A close-up of the Oklahoma City postmark on the envelope that contained the Pawtucket speed camera citation for Bruce Trombley of Warren.

“I’m all in favor of catching people speeding in school zones and trying to deter that, but I also strongly believe if you’re going to issue people monetary violations you need to be following the rules yourself,” Sullivan said. “The body that’s issuing these violations needs to be in compliance.”


City Solicitor Frank Milos, responding to an Access to Public Records Request, wrote: “According to the Police Department, the City has been and continues to be in full compliance with the statutory signage for each speed camera located in the City. Further, all required signs are checked weekly for compliance.”

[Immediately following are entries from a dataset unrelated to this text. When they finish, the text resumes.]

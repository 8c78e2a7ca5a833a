//! Custom request extractors.

use axum::{
    extract::{rejection::JsonRejection, FromRequest, Request},
    http::StatusCode,
    Json,
};
use serde_json::json;

/// JSON extractor whose rejection is the API's error envelope instead of
/// axum's plain-text one.
pub struct JsonExtractor<T>(pub T);

#[axum::async_trait]
impl<S, T> FromRequest<S> for JsonExtractor<T>
where
    T: serde::de::DeserializeOwned,
    S: Send + Sync,
{
    type Rejection = (StatusCode, Json<serde_json::Value>);

    async fn from_request(req: Request, state: &S) -> Result<Self, Self::Rejection> {
        match Json::<T>::from_request(req, state).await {
            Ok(Json(value)) => Ok(Self(value)),
            Err(rejection) => {
                let message = match &rejection {
                    JsonRejection::MissingJsonContentType(_) => {
                        "missing 'Content-Type: application/json' header".to_string()
                    }
                    other => format!("unreadable request body: {}", other),
                };
                Err((
                    StatusCode::BAD_REQUEST,
                    Json(json!({ "error": message, "code": 400 })),
                ))
            }
        }
    }
}
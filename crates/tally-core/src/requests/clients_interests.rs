//! Arguments of the `clients_interests` method.

use chrono::NaiveDate;
use serde_json::Map;

use super::MethodRequest;
use crate::error::FieldError;
use crate::fields::{ClientIDsField, DateField};

/// `client_ids` is required and non-empty; `date` is optional.
#[derive(Debug, Clone)]
pub struct ClientsInterestsRequest {
    pub client_ids: Vec<i64>,
    pub date: Option<NaiveDate>,
    pub is_admin: bool,
}

impl ClientsInterestsRequest {
    const CLIENT_IDS: ClientIDsField = ClientIDsField::new("client_ids", true, false);
    const DATE: DateField = DateField::new("date", false, true);

    /// Bind and validate the request from the envelope's arguments.
    pub fn parse(envelope: &MethodRequest) -> Result<Self, FieldError> {
        let empty = Map::new();
        let arguments = envelope.arguments.as_ref().unwrap_or(&empty);
        // The field already rejects an absent or empty list; the guard
        // repeats the check at the request level.
        let client_ids = Self::CLIENT_IDS
            .bind(arguments)?
            .filter(|ids| !ids.is_empty())
            .ok_or(FieldError::Missing {
                field: Self::CLIENT_IDS.name(),
            })?;
        Ok(ClientsInterestsRequest {
            client_ids,
            date: Self::DATE.bind(arguments)?,
            is_admin: envelope.is_admin(),
        })
    }
}

#[cfg(test)]
mod tests {
    use super::*;
    use serde_json::{json, Value};

    fn envelope(arguments: Value) -> MethodRequest {
        MethodRequest::parse(&json!({
            "account": "horns&hoofs",
            "login": "h&f",
            "token": "x",
            "method": "clients_interests",
            "arguments": arguments,
        }))
        .expect("test envelope is well-formed")
    }

    #[test]
    fn test_client_ids_bind() {
        let request = ClientsInterestsRequest::parse(&envelope(json!({
            "client_ids": [1, 2, 3],
        })))
        .unwrap();
        assert_eq!(request.client_ids, vec![1, 2, 3]);
        assert_eq!(request.date, None);
    }

    #[test]
    fn test_optional_date_binds() {
        let request = ClientsInterestsRequest::parse(&envelope(json!({
            "client_ids": [1],
            "date": "19.07.2017",
        })))
        .unwrap();
        assert_eq!(
            request.date,
            Some(NaiveDate::from_ymd_opt(2017, 7, 19).expect("valid date"))
        );
    }

    #[test]
    fn test_empty_client_ids_rejected() {
        let err = ClientsInterestsRequest::parse(&envelope(json!({
            "client_ids": [],
        })))
        .unwrap_err();
        assert_eq!(err, FieldError::Empty { field: "client_ids" });
    }

    #[test]
    fn test_missing_client_ids_rejected() {
        let err = ClientsInterestsRequest::parse(&envelope(json!({}))).unwrap_err();
        assert_eq!(err, FieldError::Missing { field: "client_ids" });
    }

    #[test]
    fn test_null_client_ids_rejected() {
        let err = ClientsInterestsRequest::parse(&envelope(json!({
            "client_ids": null,
        })))
        .unwrap_err();
        assert_eq!(err, FieldError::Empty { field: "client_ids" });
    }

    #[test]
    fn test_non_integer_ids_rejected() {
        let err = ClientsInterestsRequest::parse(&envelope(json!({
            "client_ids": [1, "two"],
        })))
        .unwrap_err();
        assert!(matches!(err, FieldError::Invalid { field: "client_ids", .. }));
    }

    #[test]
    fn test_malformed_date_rejected() {
        let err = ClientsInterestsRequest::parse(&envelope(json!({
            "client_ids": [1],
            "date": "2017-07-19",
        })))
        .unwrap_err();
        assert!(matches!(err, FieldError::Invalid { field: "date", .. }));
    }
}
//! Shared domain types.

/// Gender code accepted by the scoring API.
///
/// Wire representation is the integer 0, 1 or 2.
#[derive(Debug, Clone, Copy, PartialEq, Eq)]
pub enum Gender {
    Unknown,
    Male,
    Female,
}

impl Gender {
    /// Decode the wire representation; anything outside {0, 1, 2} is
    /// rejected.
    pub fn from_code(code: i64) -> Option<Self> {
        match code {
            0 => Some(Gender::Unknown),
            1 => Some(Gender::Male),
            2 => Some(Gender::Female),
            _ => None,
        }
    }

    pub fn code(self) -> u8 {
        match self {
            Gender::Unknown => 0,
            Gender::Male => 1,
            Gender::Female => 2,
        }
    }

    pub fn label(self) -> &'static str {
        match self {
            Gender::Unknown => "unknown",
            Gender::Male => "male",
            Gender::Female => "female",
        }
    }
}

#[cfg(test)]
mod tests {
    use super::*;

    #[test]
    fn test_gender_round_trip() {
        for code in 0..=2 {
            let gender = Gender::from_code(code).expect("code in range");
            assert_eq!(i64::from(gender.code()), code);
        }
    }

    #[test]
    fn test_gender_rejects_out_of_range() {
        assert_eq!(Gender::from_code(-1), None);
        assert_eq!(Gender::from_code(3), None);
    }

    #[test]
    fn test_gender_labels() {
        assert_eq!(Gender::Unknown.label(), "unknown");
        assert_eq!(Gender::Male.label(), "male");
        assert_eq!(Gender::Female.label(), "female");
    }
}
//! REST API type definitions.

use std::sync::Arc;

use serde::Serialize;
use serde_json::Value;
use tally_core::{Reply, ResponseCode, ScoringBackend};

/// Application state
#[derive(Clone)]
pub struct AppState {
    pub backend: Arc<dyn ScoringBackend>,
}

/// Health check response
#[derive(Debug, Serialize)]
pub struct HealthResponse {
    pub status: String,
    pub version: String,
}

/// Response envelope: `response` on success, `error` otherwise, with the
/// numeric code mirrored inside either shape.
#[derive(Debug, Serialize)]
#[serde(untagged)]
pub enum ApiEnvelope {
    Success { response: Value, code: u16 },
    Error { error: String, code: u16 },
}

impl ApiEnvelope {
    /// Wrap a dispatcher reply.
    pub fn from_reply(reply: Reply) -> Self {
        if !reply.code.is_error() {
            return ApiEnvelope::Success {
                response: reply.payload,
                code: reply.code.as_u16(),
            };
        }
        let error = match reply.payload {
            Value::String(message) if !message.is_empty() => message,
            _ => reply.code.reason().to_string(),
        };
        ApiEnvelope::Error {
            error,
            code: reply.code.as_u16(),
        }
    }

    pub fn error(code: ResponseCode, message: impl Into<String>) -> Self {
        ApiEnvelope::Error {
            error: message.into(),
            code: code.as_u16(),
        }
    }
}
//! API endpoint handlers.

use axum::{
    extract::State,
    http::{HeaderMap, StatusCode},
    response::{IntoResponse, Response},
    Json,
};
use serde_json::Value;
use tracing::info;
use uuid::Uuid;

use super::extractors::JsonExtractor;
use super::types::{ApiEnvelope, AppState, HealthResponse};
use tally_core::{dispatch, CallContext, ResponseCode};

/// Health check endpoint
pub(super) async fn health() -> Json<HealthResponse> {
    Json(HealthResponse {
        status: "healthy".to_string(),
        version: env!("CARGO_PKG_VERSION").to_string(),
    })
}

/// Method endpoint: runs the validation-and-dispatch pipeline against the
/// injected scoring backend and mirrors the reply code as the HTTP status.
#[axum::debug_handler]
pub(super) async fn method(
    State(state): State<AppState>,
    headers: HeaderMap,
    JsonExtractor(body): JsonExtractor<Value>,
) -> Response {
    let mut ctx = CallContext::new(request_id(&headers));
    let reply = dispatch(&body, &mut ctx, state.backend.as_ref());
    info!(
        request_id = %ctx.request_id,
        code = reply.code.as_u16(),
        has = ?ctx.has,
        nclients = ctx.nclients,
        "method call complete"
    );
    let status =
        StatusCode::from_u16(reply.code.as_u16()).unwrap_or(StatusCode::INTERNAL_SERVER_ERROR);
    (status, Json(ApiEnvelope::from_reply(reply))).into_response()
}

/// Fallback for unknown routes.
pub(super) async fn not_found() -> Response {
    (
        StatusCode::NOT_FOUND,
        Json(ApiEnvelope::error(
            ResponseCode::NotFound,
            ResponseCode::NotFound.reason(),
        )),
    )
        .into_response()
}

fn request_id(headers: &HeaderMap) -> String {
    headers
        .get("x-request-id")
        .and_then(|value| value.to_str().ok())
        .map(str::to_owned)
        .unwrap_or_else(|| Uuid::new_v4().simple().to_string())
}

But the Hummel Report found otherwise. While the majority of school zones has the required signage, Curvin McCabe Elementary on Cottage Street has only three signs; Samuel Slater Middle School on Mineral Spring Avenue has two signs; several schools have four signs, but some are hundreds of yards away — and across intersections — from the cameras.

Sullivan agreed with Trombley that the system gives potential violators no incentive to appeal the ticket in court. “I ended up paying mine and I assume a lot of other people did, because it’s easier than going in for a hearing,” he said. “I just started a new job at the beginning of January. I don’t want to tell them: ‘Oh I’ve got to go to court.’ That doesn’t look good. My job is driving a truck and I’m going to tell my new employer I’m going to fight a speeding ticket in a school zone?”


But he also says the speed cameras may hurt those who can least afford to pay for a violation.


“I think it’s a bad look that in an economically depressed area, people during a pandemic are going to get tested to help in the prevention of the spread of COVID,” he said. “And these people have probably taken a hit on their income to begin with and some of them have probably lost all of their incomes because of this. They’re going to get tested and they get whacked with a $50 fine in a zone that’s not marked according to what the law states.”

The good news for those who may have thrown out tickets thinking they are junk mail: the fine carries no additional monetary fees if you don’t pay on time, as is the case with most moving violations. The city also has no authority to suspend a registration if the motorist does not respond. The company will continue to send out reminders, and eventually turn it over to a collections agency.